───── Data section

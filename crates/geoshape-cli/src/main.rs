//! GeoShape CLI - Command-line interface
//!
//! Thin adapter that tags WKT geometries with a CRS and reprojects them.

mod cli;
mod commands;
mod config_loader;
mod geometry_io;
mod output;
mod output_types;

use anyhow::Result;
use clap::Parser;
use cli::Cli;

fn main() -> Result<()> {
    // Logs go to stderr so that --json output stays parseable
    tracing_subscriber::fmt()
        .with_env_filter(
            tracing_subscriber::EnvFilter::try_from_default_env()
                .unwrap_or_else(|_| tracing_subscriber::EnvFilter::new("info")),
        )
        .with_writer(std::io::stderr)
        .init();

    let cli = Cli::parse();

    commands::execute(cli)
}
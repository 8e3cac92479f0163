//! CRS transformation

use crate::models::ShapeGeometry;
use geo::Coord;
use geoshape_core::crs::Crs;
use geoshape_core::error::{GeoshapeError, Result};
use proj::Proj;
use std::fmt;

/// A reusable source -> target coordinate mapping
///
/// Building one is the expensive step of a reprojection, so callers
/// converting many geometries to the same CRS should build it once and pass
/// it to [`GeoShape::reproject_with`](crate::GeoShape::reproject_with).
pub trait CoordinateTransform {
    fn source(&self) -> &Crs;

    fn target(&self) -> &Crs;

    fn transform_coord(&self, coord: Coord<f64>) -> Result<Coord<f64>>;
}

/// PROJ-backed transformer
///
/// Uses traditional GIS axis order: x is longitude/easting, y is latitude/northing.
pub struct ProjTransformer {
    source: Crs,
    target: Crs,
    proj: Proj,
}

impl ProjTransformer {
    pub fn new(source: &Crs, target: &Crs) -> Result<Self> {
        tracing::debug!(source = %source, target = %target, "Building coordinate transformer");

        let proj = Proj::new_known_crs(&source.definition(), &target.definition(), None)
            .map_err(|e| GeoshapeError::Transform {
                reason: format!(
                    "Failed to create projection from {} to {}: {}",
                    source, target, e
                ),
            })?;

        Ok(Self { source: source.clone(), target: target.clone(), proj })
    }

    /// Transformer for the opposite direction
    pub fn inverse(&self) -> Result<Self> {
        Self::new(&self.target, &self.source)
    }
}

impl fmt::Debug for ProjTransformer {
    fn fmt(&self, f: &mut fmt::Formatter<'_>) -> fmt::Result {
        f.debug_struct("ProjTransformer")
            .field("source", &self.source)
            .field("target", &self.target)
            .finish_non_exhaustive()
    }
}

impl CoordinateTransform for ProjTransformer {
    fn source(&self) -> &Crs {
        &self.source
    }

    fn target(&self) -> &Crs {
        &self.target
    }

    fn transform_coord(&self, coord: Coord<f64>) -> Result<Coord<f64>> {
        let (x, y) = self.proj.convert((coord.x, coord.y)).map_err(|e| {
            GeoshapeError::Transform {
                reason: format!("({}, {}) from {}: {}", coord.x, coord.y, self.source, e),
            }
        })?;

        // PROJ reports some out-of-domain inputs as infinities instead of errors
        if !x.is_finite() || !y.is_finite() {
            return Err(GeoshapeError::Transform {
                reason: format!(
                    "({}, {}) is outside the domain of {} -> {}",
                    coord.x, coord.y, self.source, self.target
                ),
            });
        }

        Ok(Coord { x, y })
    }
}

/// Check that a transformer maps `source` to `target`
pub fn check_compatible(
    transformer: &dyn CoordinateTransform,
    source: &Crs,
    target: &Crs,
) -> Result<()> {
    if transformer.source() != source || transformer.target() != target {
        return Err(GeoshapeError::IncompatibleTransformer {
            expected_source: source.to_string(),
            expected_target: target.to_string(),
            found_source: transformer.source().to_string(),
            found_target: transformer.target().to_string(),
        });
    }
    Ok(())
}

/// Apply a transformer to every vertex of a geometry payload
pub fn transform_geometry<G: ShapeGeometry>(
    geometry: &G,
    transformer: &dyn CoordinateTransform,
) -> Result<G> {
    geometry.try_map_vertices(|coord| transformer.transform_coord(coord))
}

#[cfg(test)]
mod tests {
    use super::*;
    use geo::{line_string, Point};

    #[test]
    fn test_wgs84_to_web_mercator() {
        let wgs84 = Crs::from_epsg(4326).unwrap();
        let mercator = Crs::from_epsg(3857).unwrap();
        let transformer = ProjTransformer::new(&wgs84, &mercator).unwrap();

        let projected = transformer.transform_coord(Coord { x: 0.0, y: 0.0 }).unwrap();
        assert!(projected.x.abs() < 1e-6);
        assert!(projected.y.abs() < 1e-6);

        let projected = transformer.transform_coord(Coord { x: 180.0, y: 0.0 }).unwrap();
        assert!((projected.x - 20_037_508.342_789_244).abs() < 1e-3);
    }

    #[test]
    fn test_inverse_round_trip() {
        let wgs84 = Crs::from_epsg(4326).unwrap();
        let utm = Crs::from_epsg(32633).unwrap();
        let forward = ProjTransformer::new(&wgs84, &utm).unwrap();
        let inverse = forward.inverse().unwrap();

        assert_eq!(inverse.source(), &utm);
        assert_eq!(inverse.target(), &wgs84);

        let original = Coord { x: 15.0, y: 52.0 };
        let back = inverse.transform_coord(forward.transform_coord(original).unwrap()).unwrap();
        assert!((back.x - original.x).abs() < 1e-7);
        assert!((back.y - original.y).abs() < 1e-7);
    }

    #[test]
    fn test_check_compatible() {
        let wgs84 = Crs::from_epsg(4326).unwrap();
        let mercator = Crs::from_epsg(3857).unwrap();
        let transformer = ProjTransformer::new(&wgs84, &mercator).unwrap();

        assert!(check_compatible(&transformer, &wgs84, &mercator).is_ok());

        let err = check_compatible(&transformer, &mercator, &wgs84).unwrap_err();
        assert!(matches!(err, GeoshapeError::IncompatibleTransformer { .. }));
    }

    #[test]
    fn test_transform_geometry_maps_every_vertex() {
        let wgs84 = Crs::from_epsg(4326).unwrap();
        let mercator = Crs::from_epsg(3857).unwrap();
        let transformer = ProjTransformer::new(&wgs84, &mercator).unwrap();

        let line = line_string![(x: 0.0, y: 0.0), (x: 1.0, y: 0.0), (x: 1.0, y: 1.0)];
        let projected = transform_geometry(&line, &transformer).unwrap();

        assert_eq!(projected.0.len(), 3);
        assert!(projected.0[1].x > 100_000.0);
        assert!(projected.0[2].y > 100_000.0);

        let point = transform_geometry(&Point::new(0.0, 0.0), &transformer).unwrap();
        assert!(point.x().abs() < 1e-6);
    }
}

──────────

Required work: Would you set down every record again, exactly as it appears above?

Answer for the task:
filename crates/geoshape-cli/src/main.rs
//! GeoShape CLI - Command-line interface
//!
//! Thin adapter that tags WKT geometries with a CRS and reprojects them.

mod cli;
mod commands;
mod config_loader;
mod geometry_io;
mod output;
mod output_types;

use anyhow::Result;
use clap::Parser;
use cli::Cli;

fn main() -> Result<()> {
    // Logs go to stderr so that --json output stays parseable
    tracing_subscriber::fmt()
        .with_env_filter(
            tracing_subscriber::EnvFilter::try_from_default_env()
                .unwrap_or_else(|_| tracing_subscriber::EnvFilter::new("info")),
        )
        .with_writer(std::io::stderr)
        .init();

    let cli = Cli::parse();

    commands::execute(cli)
}
repository 8e3cac92479f0163
//! CRS transformation

use crate::models::ShapeGeometry;
use geo::Coord;
use geoshape_core::crs::Crs;
use geoshape_core::error::{GeoshapeError, Result};
use proj::Proj;
use std::fmt;

/// A reusable source -> target coordinate mapping
///
/// Building one is the expensive step of a reprojection, so callers
/// converting many geometries to the same CRS should build it once and pass
/// it to [`GeoShape::reproject_with`](crate::GeoShape::reproject_with).
pub trait CoordinateTransform {
    fn source(&self) -> &Crs;

    fn target(&self) -> &Crs;

    fn transform_coord(&self, coord: Coord<f64>) -> Result<Coord<f64>>;
}

/// PROJ-backed transformer
///
/// Uses traditional GIS axis order: x is longitude/easting, y is latitude/northing.
pub struct ProjTransformer {
    source: Crs,
    target: Crs,
    proj: Proj,
}

impl ProjTransformer {
    pub fn new(source: &Crs, target: &Crs) -> Result<Self> {
        tracing::debug!(source = %source, target = %target, "Building coordinate transformer");

        let proj = Proj::new_known_crs(&source.definition(), &target.definition(), None)
            .map_err(|e| GeoshapeError::Transform {
                reason: format!(
                    "Failed to create projection from {} to {}: {}",
                    source, target, e
                ),
            })?;

        Ok(Self { source: source.clone(), target: target.clone(), proj })
    }

    /// Transformer for the opposite direction
    pub fn inverse(&self) -> Result<Self> {
        Self::new(&self.target, &self.source)
    }
}

impl fmt::Debug for ProjTransformer {
    fn fmt(&self, f: &mut fmt::Formatter<'_>) -> fmt::Result {
        f.debug_struct("ProjTransformer")
            .field("source", &self.source)
            .field("target", &self.target)
            .finish_non_exhaustive()
    }
}

impl CoordinateTransform for ProjTransformer {
    fn source(&self) -> &Crs {
        &self.source
    }

    fn target(&self) -> &Crs {
        &self.target
    }

    fn transform_coord(&self, coord: Coord<f64>) -> Result<Coord<f64>> {
        let (x, y) = self.proj.convert((coord.x, coord.y)).map_err(|e| {
            GeoshapeError::Transform {
                reason: format!("({}, {}) from {}: {}", coord.x, coord.y, self.source, e),
            }
        })?;

        // PROJ reports some out-of-domain inputs as infinities instead of errors
        if !x.is_finite() || !y.is_finite() {
            return Err(GeoshapeError::Transform {
                reason: format!(
                    "({}, {}) is outside the domain of {} -> {}",
                    coord.x, coord.y, self.source, self.target
                ),
            });
        }

        Ok(Coord { x, y })
    }
}

/// Check that a transformer maps `source` to `target`
pub fn check_compatible(
    transformer: &dyn CoordinateTransform,
    source: &Crs,
    target: &Crs,
) -> Result<()> {
    if transformer.source() != source || transformer.target() != target {
        return Err(GeoshapeError::IncompatibleTransformer {
            expected_source: source.to_string(),
            expected_target: target.to_string(),
            found_source: transformer.source().to_string(),
            found_target: transformer.target().to_string(),
        });
    }
    Ok(())
}

/// Apply a transformer to every vertex of a geometry payload
pub fn transform_geometry<G: ShapeGeometry>(
    geometry: &G,
    transformer: &dyn CoordinateTransform,
) -> Result<G> {
    geometry.try_map_vertices(|coord| transformer.transform_coord(coord))
}

#[cfg(test)]
mod tests {
    use super::*;
    use geo::{line_string, Point};

    #[test]
    fn test_wgs84_to_web_mercator() {
        let wgs84 = Crs::from_epsg(4326).unwrap();
        let mercator = Crs::from_epsg(3857).unwrap();
        let transformer = ProjTransformer::new(&wgs84, &mercator).unwrap();

        let projected = transformer.transform_coord(Coord { x: 0.0, y: 0.0 }).unwrap();
        assert!(projected.x.abs() < 1e-6);
        assert!(projected.y.abs() < 1e-6);

        let projected = transformer.transform_coord(Coord { x: 180.0, y: 0.0 }).unwrap();
        assert!((projected.x - 20_037_508.342_789_244).abs() < 1e-3);
    }

    #[test]
    fn test_inverse_round_trip() {
        let wgs84 = Crs::from_epsg(4326).unwrap();
        let utm = Crs::from_epsg(32633).unwrap();
        let forward = ProjTransformer::new(&wgs84, &utm).unwrap();
        let inverse = forward.inverse().unwrap();

        assert_eq!(inverse.source(), &utm);
        assert_eq!(inverse.target(), &wgs84);

        let original = Coord { x: 15.0, y: 52.0 };
        let back = inverse.transform_coord(forward.transform_coord(original).unwrap()).unwrap();
        assert!((back.x - original.x).abs() < 1e-7);
        assert!((back.y - original.y).abs() < 1e-7);
    }

    #[test]
    fn test_check_compatible() {
        let wgs84 = Crs::from_epsg(4326).unwrap();
        let mercator = Crs::from_epsg(3857).unwrap();
        let transformer = ProjTransformer::new(&wgs84, &mercator).unwrap();

        assert!(check_compatible(&transformer, &wgs84, &mercator).is_ok());

        let err = check_compatible(&transformer, &mercator, &wgs84).unwrap_err();
        assert!(matches!(err, GeoshapeError::IncompatibleTransformer { .. }));
    }

    #[test]
    fn test_transform_geometry_maps_every_vertex() {
        let wgs84 = Crs::from_epsg(4326).unwrap();
        let mercator = Crs::from_epsg(3857).unwrap();
        let transformer = ProjTransformer::new(&wgs84, &mercator).unwrap();

        let line = line_string![(x: 0.0, y: 0.0), (x: 1.0, y: 0.0), (x: 1.0, y: 1.0)];
        let projected = transform_geometry(&line, &transformer).unwrap();

        assert_eq!(projected.0.len(), 3);
        assert!(projected.0[1].x > 100_000.0);
        assert!(projected.0[2].y > 100_000.0);

        let point = transform_geometry(&Point::new(0.0, 0.0), &transformer).unwrap();
        assert!(point.x().abs() < 1e-6);
    }
}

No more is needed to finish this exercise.